**What is being asked:** Give back the material word for word, every line included.
▽
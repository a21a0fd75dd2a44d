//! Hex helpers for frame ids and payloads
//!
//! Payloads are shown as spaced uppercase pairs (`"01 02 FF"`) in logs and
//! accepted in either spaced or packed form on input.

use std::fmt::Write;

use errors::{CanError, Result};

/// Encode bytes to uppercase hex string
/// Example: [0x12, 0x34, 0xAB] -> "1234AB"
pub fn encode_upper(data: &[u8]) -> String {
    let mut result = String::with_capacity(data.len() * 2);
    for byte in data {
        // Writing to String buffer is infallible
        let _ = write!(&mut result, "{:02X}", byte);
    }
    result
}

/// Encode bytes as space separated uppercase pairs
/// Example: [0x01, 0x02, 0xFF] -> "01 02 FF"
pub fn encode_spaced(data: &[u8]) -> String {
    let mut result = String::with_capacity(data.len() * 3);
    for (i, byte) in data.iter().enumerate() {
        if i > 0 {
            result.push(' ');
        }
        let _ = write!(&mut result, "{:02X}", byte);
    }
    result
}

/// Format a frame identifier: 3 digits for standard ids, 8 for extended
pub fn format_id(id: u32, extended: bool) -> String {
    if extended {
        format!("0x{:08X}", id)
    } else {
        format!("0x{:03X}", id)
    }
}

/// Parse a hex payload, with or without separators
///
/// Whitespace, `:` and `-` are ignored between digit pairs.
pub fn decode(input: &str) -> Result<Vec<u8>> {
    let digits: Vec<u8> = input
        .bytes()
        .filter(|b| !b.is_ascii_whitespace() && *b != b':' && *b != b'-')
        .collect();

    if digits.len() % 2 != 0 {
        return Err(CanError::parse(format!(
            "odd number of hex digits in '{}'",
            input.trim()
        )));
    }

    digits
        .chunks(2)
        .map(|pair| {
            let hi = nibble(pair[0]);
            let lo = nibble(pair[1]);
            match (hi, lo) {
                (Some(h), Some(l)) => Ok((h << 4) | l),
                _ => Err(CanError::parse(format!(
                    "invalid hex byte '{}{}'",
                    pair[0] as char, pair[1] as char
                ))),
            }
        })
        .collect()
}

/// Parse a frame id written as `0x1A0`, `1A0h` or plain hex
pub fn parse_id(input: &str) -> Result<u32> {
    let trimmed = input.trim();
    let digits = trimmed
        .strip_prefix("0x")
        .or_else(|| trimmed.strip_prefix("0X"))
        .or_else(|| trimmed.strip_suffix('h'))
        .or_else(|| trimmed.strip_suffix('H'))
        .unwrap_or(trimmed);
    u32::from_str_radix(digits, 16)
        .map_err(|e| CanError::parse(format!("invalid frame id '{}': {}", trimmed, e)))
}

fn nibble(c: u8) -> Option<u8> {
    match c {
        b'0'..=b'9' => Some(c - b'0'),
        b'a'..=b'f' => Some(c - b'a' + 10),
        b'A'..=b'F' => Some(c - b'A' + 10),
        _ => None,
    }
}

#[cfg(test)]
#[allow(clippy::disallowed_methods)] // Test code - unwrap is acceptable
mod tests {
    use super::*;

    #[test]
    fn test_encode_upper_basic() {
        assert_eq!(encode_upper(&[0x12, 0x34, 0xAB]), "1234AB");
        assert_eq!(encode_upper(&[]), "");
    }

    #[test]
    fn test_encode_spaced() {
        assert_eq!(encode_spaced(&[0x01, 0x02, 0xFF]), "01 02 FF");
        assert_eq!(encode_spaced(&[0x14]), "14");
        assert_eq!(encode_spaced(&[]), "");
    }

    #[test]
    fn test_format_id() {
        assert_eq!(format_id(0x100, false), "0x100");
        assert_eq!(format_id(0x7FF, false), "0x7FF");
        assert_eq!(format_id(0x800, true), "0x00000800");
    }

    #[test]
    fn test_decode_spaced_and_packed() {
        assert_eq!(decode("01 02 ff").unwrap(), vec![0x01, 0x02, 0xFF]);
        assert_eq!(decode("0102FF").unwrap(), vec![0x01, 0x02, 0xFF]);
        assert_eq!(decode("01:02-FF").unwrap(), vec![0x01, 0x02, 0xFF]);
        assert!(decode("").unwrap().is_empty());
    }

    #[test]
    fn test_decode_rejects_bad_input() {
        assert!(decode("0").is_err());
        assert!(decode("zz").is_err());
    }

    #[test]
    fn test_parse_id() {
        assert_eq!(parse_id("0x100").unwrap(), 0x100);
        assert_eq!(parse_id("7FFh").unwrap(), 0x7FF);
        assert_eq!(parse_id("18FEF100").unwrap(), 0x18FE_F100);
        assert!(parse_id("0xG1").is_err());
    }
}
△
**Written response:**
repository a21a0fd75dd2a44d
//! Hex helpers for frame ids and payloads
//!
//! Payloads are shown as spaced uppercase pairs (`"01 02 FF"`) in logs and
//! accepted in either spaced or packed form on input.

use std::fmt::Write;

use errors::{CanError, Result};

/// Encode bytes to uppercase hex string
/// Example: [0x12, 0x34, 0xAB] -> "1234AB"
pub fn encode_upper(data: &[u8]) -> String {
    let mut result = String::with_capacity(data.len() * 2);
    for byte in data {
        // Writing to String buffer is infallible
        let _ = write!(&mut result, "{:02X}", byte);
    }
    result
}

/// Encode bytes as space separated uppercase pairs
/// Example: [0x01, 0x02, 0xFF] -> "01 02 FF"
pub fn encode_spaced(data: &[u8]) -> String {
    let mut result = String::with_capacity(data.len() * 3);
    for (i, byte) in data.iter().enumerate() {
        if i > 0 {
            result.push(' ');
        }
        let _ = write!(&mut result, "{:02X}", byte);
    }
    result
}

/// Format a frame identifier: 3 digits for standard ids, 8 for extended
pub fn format_id(id: u32, extended: bool) -> String {
    if extended {
        format!("0x{:08X}", id)
    } else {
        format!("0x{:03X}", id)
    }
}

/// Parse a hex payload, with or without separators
///
/// Whitespace, `:` and `-` are ignored between digit pairs.
pub fn decode(input: &str) -> Result<Vec<u8>> {
    let digits: Vec<u8> = input
        .bytes()
        .filter(|b| !b.is_ascii_whitespace() && *b != b':' && *b != b'-')
        .collect();

    if digits.len() % 2 != 0 {
        return Err(CanError::parse(format!(
            "odd number of hex digits in '{}'",
            input.trim()
        )));
    }

    digits
        .chunks(2)
        .map(|pair| {
            let hi = nibble(pair[0]);
            let lo = nibble(pair[1]);
            match (hi, lo) {
                (Some(h), Some(l)) => Ok((h << 4) | l),
                _ => Err(CanError::parse(format!(
                    "invalid hex byte '{}{}'",
                    pair[0] as char, pair[1] as char
                ))),
            }
        })
        .collect()
}

/// Parse a frame id written as `0x1A0`, `1A0h` or plain hex
pub fn parse_id(input: &str) -> Result<u32> {
    let trimmed = input.trim();
    let digits = trimmed
        .strip_prefix("0x")
        .or_else(|| trimmed.strip_prefix("0X"))
        .or_else(|| trimmed.strip_suffix('h'))
        .or_else(|| trimmed.strip_suffix('H'))
        .unwrap_or(trimmed);
    u32::from_str_radix(digits, 16)
        .map_err(|e| CanError::parse(format!("invalid frame id '{}': {}", trimmed, e)))
}

fn nibble(c: u8) -> Option<u8> {
    match c {
        b'0'..=b'9' => Some(c - b'0'),
        b'a'..=b'f' => Some(c - b'a' + 10),
        b'A'..=b'F' => Some(c - b'A' + 10),
        _ => None,
    }
}

#[cfg(test)]
#[allow(clippy::disallowed_methods)] // Test code - unwrap is acceptable
mod tests {
    use super::*;

    #[test]
    fn test_encode_upper_basic() {
        assert_eq!(encode_upper(&[0x12, 0x34, 0xAB]), "1234AB");
        assert_eq!(encode_upper(&[]), "");
    }

    #[test]
    fn test_encode_spaced() {
        assert_eq!(encode_spaced(&[0x01, 0x02, 0xFF]), "01 02 FF");
        assert_eq!(encode_spaced(&[0x14]), "14");
        assert_eq!(encode_spaced(&[]), "");
    }

    #[test]
    fn test_format_id() {
        assert_eq!(format_id(0x100, false), "0x100");
        assert_eq!(format_id(0x7FF, false), "0x7FF");
        assert_eq!(format_id(0x800, true), "0x00000800");
    }

    #[test]
    fn test_decode_spaced_and_packed() {
        assert_eq!(decode("01 02 ff").unwrap(), vec![0x01, 0x02, 0xFF]);
        assert_eq!(decode("0102FF").unwrap(), vec![0x01, 0x02, 0xFF]);
        assert_eq!(decode("01:02-FF").unwrap(), vec![0x01, 0x02, 0xFF]);
        assert!(decode("").unwrap().is_empty());
    }

    #[test]
    fn test_decode_rejects_bad_input() {
        assert!(decode("0").is_err());
        assert!(decode("zz").is_err());
    }

    #[test]
    fn test_parse_id() {
        assert_eq!(parse_id("0x100").unwrap(), 0x100);
        assert_eq!(parse_id("7FFh").unwrap(), 0x7FF);
        assert_eq!(parse_id("18FEF100").unwrap(), 0x18FE_F100);
        assert!(parse_id("0xG1").is_err());
    }
}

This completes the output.